== Segment start ==

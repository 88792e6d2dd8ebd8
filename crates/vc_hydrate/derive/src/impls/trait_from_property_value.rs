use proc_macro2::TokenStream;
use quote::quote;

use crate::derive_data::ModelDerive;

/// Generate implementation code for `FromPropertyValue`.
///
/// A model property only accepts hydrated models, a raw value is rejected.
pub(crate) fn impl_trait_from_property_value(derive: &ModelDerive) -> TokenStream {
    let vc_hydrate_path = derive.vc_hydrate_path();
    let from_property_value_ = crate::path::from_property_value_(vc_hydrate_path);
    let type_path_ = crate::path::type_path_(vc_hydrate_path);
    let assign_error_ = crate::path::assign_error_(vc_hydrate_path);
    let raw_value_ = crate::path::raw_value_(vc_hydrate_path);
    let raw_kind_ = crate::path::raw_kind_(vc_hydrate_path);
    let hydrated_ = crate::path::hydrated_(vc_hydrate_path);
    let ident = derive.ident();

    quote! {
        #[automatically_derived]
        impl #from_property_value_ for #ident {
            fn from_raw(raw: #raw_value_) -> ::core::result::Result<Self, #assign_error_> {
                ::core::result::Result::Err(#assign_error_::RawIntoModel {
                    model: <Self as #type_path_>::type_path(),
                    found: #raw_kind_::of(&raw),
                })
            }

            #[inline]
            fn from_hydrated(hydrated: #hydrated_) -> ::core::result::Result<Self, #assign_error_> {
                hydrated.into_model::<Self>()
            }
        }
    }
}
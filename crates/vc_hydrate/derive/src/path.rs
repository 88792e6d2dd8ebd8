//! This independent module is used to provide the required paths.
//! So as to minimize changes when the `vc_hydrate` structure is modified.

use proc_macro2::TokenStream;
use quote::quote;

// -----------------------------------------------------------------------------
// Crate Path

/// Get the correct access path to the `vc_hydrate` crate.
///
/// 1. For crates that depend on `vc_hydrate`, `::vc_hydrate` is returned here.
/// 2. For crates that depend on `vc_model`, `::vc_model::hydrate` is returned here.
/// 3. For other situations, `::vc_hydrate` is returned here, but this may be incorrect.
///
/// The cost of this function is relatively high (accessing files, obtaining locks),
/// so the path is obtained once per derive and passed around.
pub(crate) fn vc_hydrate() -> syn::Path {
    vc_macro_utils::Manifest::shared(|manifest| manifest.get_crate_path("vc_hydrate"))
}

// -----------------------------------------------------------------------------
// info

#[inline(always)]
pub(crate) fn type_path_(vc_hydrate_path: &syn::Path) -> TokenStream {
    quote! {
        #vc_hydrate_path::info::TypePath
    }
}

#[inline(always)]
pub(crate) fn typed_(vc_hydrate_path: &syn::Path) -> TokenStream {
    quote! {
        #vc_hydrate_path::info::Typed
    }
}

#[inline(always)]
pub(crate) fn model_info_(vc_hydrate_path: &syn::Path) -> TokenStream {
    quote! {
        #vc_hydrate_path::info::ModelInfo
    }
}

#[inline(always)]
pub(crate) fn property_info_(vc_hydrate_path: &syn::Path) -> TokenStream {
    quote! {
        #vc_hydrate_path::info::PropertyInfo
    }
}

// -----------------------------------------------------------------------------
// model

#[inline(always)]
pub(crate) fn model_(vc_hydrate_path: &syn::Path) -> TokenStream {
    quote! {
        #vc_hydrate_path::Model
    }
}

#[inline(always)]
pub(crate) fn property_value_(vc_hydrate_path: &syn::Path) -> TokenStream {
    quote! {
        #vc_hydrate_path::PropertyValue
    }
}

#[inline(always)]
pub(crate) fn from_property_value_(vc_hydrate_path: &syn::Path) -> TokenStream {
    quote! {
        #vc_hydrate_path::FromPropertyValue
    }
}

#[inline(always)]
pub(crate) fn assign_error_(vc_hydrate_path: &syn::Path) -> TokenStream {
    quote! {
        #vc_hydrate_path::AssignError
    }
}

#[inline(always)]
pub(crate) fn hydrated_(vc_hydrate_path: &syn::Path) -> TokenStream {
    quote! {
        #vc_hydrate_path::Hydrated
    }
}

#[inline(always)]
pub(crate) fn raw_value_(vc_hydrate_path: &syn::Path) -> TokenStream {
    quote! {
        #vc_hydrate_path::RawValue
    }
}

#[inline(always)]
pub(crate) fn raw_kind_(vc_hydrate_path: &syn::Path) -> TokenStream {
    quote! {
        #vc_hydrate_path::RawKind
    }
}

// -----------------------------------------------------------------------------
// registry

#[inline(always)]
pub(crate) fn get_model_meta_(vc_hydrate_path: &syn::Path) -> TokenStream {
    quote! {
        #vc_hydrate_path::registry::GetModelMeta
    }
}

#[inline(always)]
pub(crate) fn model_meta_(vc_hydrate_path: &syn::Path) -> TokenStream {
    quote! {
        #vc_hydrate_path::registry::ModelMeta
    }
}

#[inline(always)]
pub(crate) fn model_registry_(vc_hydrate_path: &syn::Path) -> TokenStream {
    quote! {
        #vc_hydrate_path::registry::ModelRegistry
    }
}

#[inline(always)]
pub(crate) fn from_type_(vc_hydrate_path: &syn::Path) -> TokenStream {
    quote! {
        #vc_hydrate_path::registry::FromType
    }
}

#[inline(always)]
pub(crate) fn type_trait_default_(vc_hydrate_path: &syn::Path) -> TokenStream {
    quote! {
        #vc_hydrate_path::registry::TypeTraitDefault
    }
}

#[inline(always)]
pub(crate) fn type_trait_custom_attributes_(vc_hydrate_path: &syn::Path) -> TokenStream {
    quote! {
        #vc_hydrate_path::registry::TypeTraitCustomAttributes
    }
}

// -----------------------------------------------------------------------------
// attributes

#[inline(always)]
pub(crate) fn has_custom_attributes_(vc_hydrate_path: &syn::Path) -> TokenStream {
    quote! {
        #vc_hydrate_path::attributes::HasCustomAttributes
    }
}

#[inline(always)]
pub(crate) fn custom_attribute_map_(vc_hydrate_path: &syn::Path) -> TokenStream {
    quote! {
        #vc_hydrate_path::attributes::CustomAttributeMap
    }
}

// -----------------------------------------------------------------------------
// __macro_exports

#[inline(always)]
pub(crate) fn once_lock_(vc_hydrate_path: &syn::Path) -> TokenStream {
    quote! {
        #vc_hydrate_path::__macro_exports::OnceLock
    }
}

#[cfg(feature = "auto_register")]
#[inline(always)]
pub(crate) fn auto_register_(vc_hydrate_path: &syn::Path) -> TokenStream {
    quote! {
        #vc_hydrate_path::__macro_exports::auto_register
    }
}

== Segment end ==

EXERCISE INSTRUCTIONS. Which lines in the material above include the string "result"? Pull them out.

WORKED SOLUTION.
            fn from_raw(raw: #raw_value_) -> ::core::result::Result<Self, #assign_error_> {
                ::core::result::Result::Err(#assign_error_::RawIntoModel {
            fn from_hydrated(hydrated: #hydrated_) -> ::core::result::Result<Self, #assign_error_> {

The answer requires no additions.